For each stream in trackList, keep only items overlapping at least one element of trackFeatures. The input streams need to be ordered w.r.t ‘chr’, ‘start’ and ‘end’. To be applied chromosome by chromosome. If several tracks are given in either trackList or trackFeatures, they will be concatenated into one.

Parameters:
  • trackList – FeatureStream - the elements to be filtered. If a list of streams is provided, they will be merged (using concatenate).
  • trackFeatures – FeatureStream - the filter. If a list fo streams is provided, they will be merged (using concatenate).
  • strict – (bool) if True, only score regions from trackList that entirely contain a feature region of trackFeatures will be returned. [False]
  • annotate – (bool) if True, supplementary annotation (and the corresponding fields) from trackFeatures will be added to the result. [False]
  • flatten – (func) one of None, common.fusion or common.cobble. Function to be applied to trackFeatures before all. [common.cobble]
Return type:

FeatureStream

bbcflib.gfminer.stream.intervals.neighborhood(*args, **kwargs)[source]

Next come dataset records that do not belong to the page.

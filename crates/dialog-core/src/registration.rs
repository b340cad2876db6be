//! Registration Client (spec.md §4.4): composes REGISTER requests for an
//! [`Account`](crate::account::Account), maps `regc_cb`-style responses
//! onto [`RegistrationState`](crate::account::RegistrationState), and
//! gates sends on STUN availability.

use std::net::SocketAddr;

use rvoip_sip_core::types::auth::credentials::Credentials;
use rvoip_sip_core::types::auth::params::DigestParam;
use rvoip_sip_core::{Method, Request, Response, TypedHeader};
use rvoip_sip_core::types::{Contact, ContactValue, Expires};
use rvoip_sip_core::types::contact::ContactParamInfo;
use rvoip_sip_core::types::address::Address;

use crate::account::{Account, RegistrationState};
use crate::errors::{DialogError, DialogResult};

/// What a REGISTER exchange was sent to accomplish; `regc_cb` interprets a
/// success response differently depending on which one this was.
#[derive(Debug, Clone, Copy, PartialEq, Eq)]
pub enum RegisterIntent {
    Register,
    Unregister,
}

/// Digest credentials to attach to a REGISTER once challenged. Computed by
/// the caller (the realm/nonce come from a prior 401/407); this client only
/// assembles the header, it doesn't run the MD5 itself here since that
/// belongs to whatever already parsed the challenge.
pub struct DigestCredentials {
    pub username: String,
    pub realm: String,
    pub nonce: String,
    pub response: String,
    pub algorithm: Option<String>,
    pub opaque: Option<String>,
}

/// Drives the REGISTER/refresh/un-REGISTER flow for one account.
pub struct RegistrationClient {
    cseq: u32,
    external_addr: SocketAddr,
}

impl RegistrationClient {
    pub fn new(external_addr: SocketAddr) -> Self {
        Self { cseq: 1, external_addr }
    }

    /// Checked before every REGISTER send. Returns `false` (and sets
    /// `ErrorExistStun`) when STUN is required and the last probe failed,
    /// per spec.md §4.4's STUN gating rule.
    pub fn gate_on_stun(&self, account: &mut Account, stun_enabled: bool, last_stun_probe_failed: bool) -> bool {
        if stun_enabled && last_stun_probe_failed {
            account.mark_error(RegistrationState::ErrorExistStun);
            return false;
        }
        true
    }

    /// Builds a REGISTER request: request-URI `sip:<host>`, From/To the
    /// account's AoR, Contact `sip:<user>@<externalIp>:<externalPort>`,
    /// and an `Expires` header (0 to unregister).
    pub fn build_register(
        &mut self,
        account: &Account,
        intent: RegisterIntent,
        credentials: Option<&DigestCredentials>,
    ) -> DialogResult<Request> {
        let registrar_uri: rvoip_sip_core::Uri = account
            .registrar_uri()
            .parse()
            .map_err(|e| DialogError::protocol_error(format!("invalid registrar host: {}", e)))?;
        let aor_uri: rvoip_sip_core::Uri = account
            .address_of_record()
            .parse()
            .map_err(|e| DialogError::protocol_error(format!("invalid address-of-record: {}", e)))?;

        let call_id = format!("reg-{}@{}", account.id, account.host);
        let cseq = self.cseq;
        self.cseq += 1;

        let expires = match intent {
            RegisterIntent::Register => account.expiry.as_secs() as u32,
            RegisterIntent::Unregister => 0,
        };

        let contact_uri: rvoip_sip_core::Uri = format!(
            "sip:{}@{}:{}",
            account.username,
            self.external_addr.ip(),
            self.external_addr.port()
        )
        .parse()
        .map_err(|e| DialogError::protocol_error(format!("invalid contact address: {}", e)))?;

        let mut request = Request::new_with_essentials(
            Method::Register,
            registrar_uri,
            aor_uri,
            &call_id,
            cseq,
        )
        .with_header(TypedHeader::Contact(Contact::new(vec![ContactValue::Params(vec![
            ContactParamInfo::new(Address::new(contact_uri)),
        ])])))
        .with_header(TypedHeader::Expires(Expires::new(expires)));

        if let Some(creds) = credentials {
            let mut params = vec![
                DigestParam::Username(creds.username.clone()),
                DigestParam::Realm(creds.realm.clone()),
                DigestParam::Nonce(creds.nonce.clone()),
                DigestParam::Uri(request.uri().clone()),
                DigestParam::Response(creds.response.clone()),
            ];
            if let Some(opaque) = &creds.opaque {
                params.push(DigestParam::Opaque(opaque.clone()));
            }
            request = request.with_header(TypedHeader::Authorization(
                rvoip_sip_core::types::auth::authorization::Authorization(Credentials::Digest { params }),
            ));
        }

        Ok(request)
    }

    /// Maps a REGISTER response onto the account's registration state per
    /// spec.md §4.4's `regc_cb` table.
    pub fn handle_response(&self, account: &mut Account, intent: RegisterIntent, response: &Response) {
        let status = response.status_code();
        if (200..300).contains(&status) {
            match intent {
                RegisterIntent::Register => account.mark_registered(),
                RegisterIntent::Unregister => account.mark_unregistered(),
            }
            return;
        }

        let state = match status {
            606 => RegistrationState::ErrorConfStun,
            503 | 408 => RegistrationState::ErrorHost,
            401 | 403 | 404 => RegistrationState::ErrorAuth,
            _ => RegistrationState::Error,
        };
        account.mark_error(state);
    }

    /// A transport-level failure (no response at all) classifies as
    /// `ErrorNetwork`, per SPEC_FULL.md §10's resolution of the historical
    /// `regc_cb` mapping to `ErrorAuth`.
    pub fn handle_transport_error(&self, account: &mut Account) {
        account.mark_error(RegistrationState::ErrorNetwork);
    }
}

Given streams of features and four integers before_start, after_end, after_start and before_end, this will return one or two features for every input feature:

  • Only before_start and after_end are given:

    (start, end, ...) -> (start-before_start, end+after_end, ...)
    
  • Only before_start and after_start are given:

    (start, end, ...) -> (start-before_start, start+after_start, ...)
    
  • Only after_end and before_end are given:

    (start, end, ...) -> (end-before_end, end+after_end, ...)
    
  • If all four parameters are given, a pair of features is generated:

    (start, end, ...) -> (start-before_start, start+after_start, ...)
                         (end-before_end, end+after_end, ...)
    
  • If the boolean parameter on_strand is set to True, then start and end are understood relative to orientation:

    (start, end, -1, ...) -> (start-after_end, start+before_end, -1, ...)
                             (end-after_start, end+before_start, -1, ...)
    (start, end, +1, ...) -> (start-before_start, start+after_start, +1, ...)
                             (end-before_end, end+after_end, +1, ...)
    
Parameters:
  • trackList – list of FeatureStream objects.
  • before_start – (int) number of bp before the feature start.
  • after_end – (int) number of bp after feature end.
  • after_start – (int) number of bp after the feature start.
  • before_end – (int) number of bp before the feature end.
  • on_strand – (bool) True to respect strand orientation. [False]
Return type:

FeatureStream

bbcflib.gfminer.stream.intervals.combine(*args, **kwargs)[source]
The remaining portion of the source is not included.